Meidong Zhu, Christine Gaston, Daniel Barthelmes, Mark C. Gillies; Ease Of Cannulating Peripheral Veins In People With Macular Telangiectasia Type II. Invest. Ophthalmol. Vis. Sci. 2011;52(14):4525.
Download citation file:
© ARVO (1962-2015); The Authors (2016-present)
To investigate whether there is a significant difference in venous cannulation difficulty of people with macular telangiectasia type 2 (MacTel) compared with unaffected MacTel family members (MTF) and other patients with macular diseases (OTHER). Furthermore to study, if there is a difference, whether it is disease-related or due to other factors that may cause systemic vascular structure weakness.
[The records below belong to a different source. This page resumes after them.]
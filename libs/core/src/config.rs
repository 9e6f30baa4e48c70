use std::env;
use std::time::Duration;

use crate::delivery::{DEFAULT_DELIVERY_TIMEOUT, DeliveryConfig, PayloadEnvelope};
use crate::error::{CardError, CardResult};
use crate::generator::{DEFAULT_BASE_URL, DEFAULT_GENERATOR_TIMEOUT, DEFAULT_MODEL, GeneratorConfig};
use crate::validation::TargetPlatform;

pub const ENV_TARGET: &str = "CARDKIT_TARGET";
pub const ENV_WEBHOOK_URL: &str = "CARDKIT_WEBHOOK_URL";
pub const ENV_API_KEY: &str = "OPENAI_API_KEY";
pub const ENV_MODEL: &str = "CARDKIT_OPENAI_MODEL";
pub const ENV_BASE_URL: &str = "CARDKIT_OPENAI_BASE_URL";
pub const ENV_TIMEOUT_SECS: &str = "CARDKIT_HTTP_TIMEOUT_SECS";

/// Toolkit-wide settings, explicitly constructed and passed to the components.
#[derive(Debug, Clone, PartialEq)]
pub struct ToolkitConfig {
    pub target: TargetPlatform,
    pub webhook_url: Option<String>,
    pub api_key: Option<String>,
    pub model: String,
    pub base_url: String,
    /// Overrides both the delivery and the generator timeout when set.
    pub timeout: Option<Duration>,
}

impl Default for ToolkitConfig {
    fn default() -> Self {
        Self {
            target: TargetPlatform::default(),
            webhook_url: None,
            api_key: None,
            model: DEFAULT_MODEL.to_string(),
            base_url: DEFAULT_BASE_URL.to_string(),
            timeout: None,
        }
    }
}

impl ToolkitConfig {
    pub fn from_env() -> CardResult<Self> {
        Self::from_lookup(|key| env::var(key).ok())
    }

    /// Reads settings through `lookup`; blank values count as unset.
    pub fn from_lookup<F>(lookup: F) -> CardResult<Self>
    where
        F: Fn(&str) -> Option<String>,
    {
        let get = |key: &str| {
            lookup(key)
                .map(|value| value.trim().to_string())
                .filter(|value| !value.is_empty())
        };
        let defaults = Self::default();
        let target = get(ENV_TARGET)
            .map(|value| value.parse::<TargetPlatform>())
            .transpose()?
            .unwrap_or(defaults.target);
        let timeout = get(ENV_TIMEOUT_SECS)
            .map(|value| {
                value
                    .parse::<u64>()
                    .ok()
                    .filter(|secs| *secs > 0)
                    .map(Duration::from_secs)
                    .ok_or_else(|| {
                        CardError::invalid(format!(
                            "{ENV_TIMEOUT_SECS} must be a positive number of seconds, got '{value}'"
                        ))
                    })
            })
            .transpose()?;

        Ok(Self {
            target,
            webhook_url: get(ENV_WEBHOOK_URL),
            api_key: get(ENV_API_KEY),
            model: get(ENV_MODEL).unwrap_or(defaults.model),
            base_url: get(ENV_BASE_URL).unwrap_or(defaults.base_url),
            timeout,
        })
    }

    pub fn delivery(&self) -> DeliveryConfig {
        DeliveryConfig {
            webhook_url: self.webhook_url.clone(),
            target: self.target,
            timeout: self.timeout.unwrap_or(DEFAULT_DELIVERY_TIMEOUT),
            envelope: PayloadEnvelope::default(),
        }
    }

    /// Fails when no API key is configured.
    pub fn generator(&self) -> CardResult<GeneratorConfig> {
        let api_key = self
            .api_key
            .clone()
            .ok_or_else(|| CardError::invalid(format!("{ENV_API_KEY} is not set")))?;
        Ok(GeneratorConfig {
            api_key,
            model: self.model.clone(),
            base_url: self.base_url.clone(),
            timeout: self.timeout.unwrap_or(DEFAULT_GENERATOR_TIMEOUT),
        })
    }
}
Venous cannulations were performed by two individual experienced medical staff on the three groups of the participants. The time taken for the individual cannulation was recorded. The degree of the difficulty including the numbers of attempts was recorded. Other factors that might have influenced ease of venous cannulation, including age, gender, hypertension and diabetic history, body mass index (BMI) and previous cancer treatment, were also analysed.
Thirty-six MacTel patients, 31 MTF members and 14 OTHER patients were included in the study. The time taken to perform venous cannulation were 10-300 seconds (median 25s with inter-quartile 16.25s, MacTel), 5-300 seconds (median 15s with inter-quartile 10s, MTF) and 5-40 seconds (median 10s with inter-quartile 10s, OTHER). Post-hoc test revealed significant differences between MacTel and MTF (P<0.05), MacTel and OTHER (P<0.01). There was no statistically significant difference between MTF and OTHER groups. Risk factor analysis indicated that only the age factor contributed to the difficulty of cannulation.
Venous cannulation is more difficult in people with MacTel compared with the general population with macular disease. Gender, diabetes, history of cancer treatment and BMI did not contribute to the cannulation difficulty. These results suggest that people with MacTel type 2 may also have systemic vascular weakness.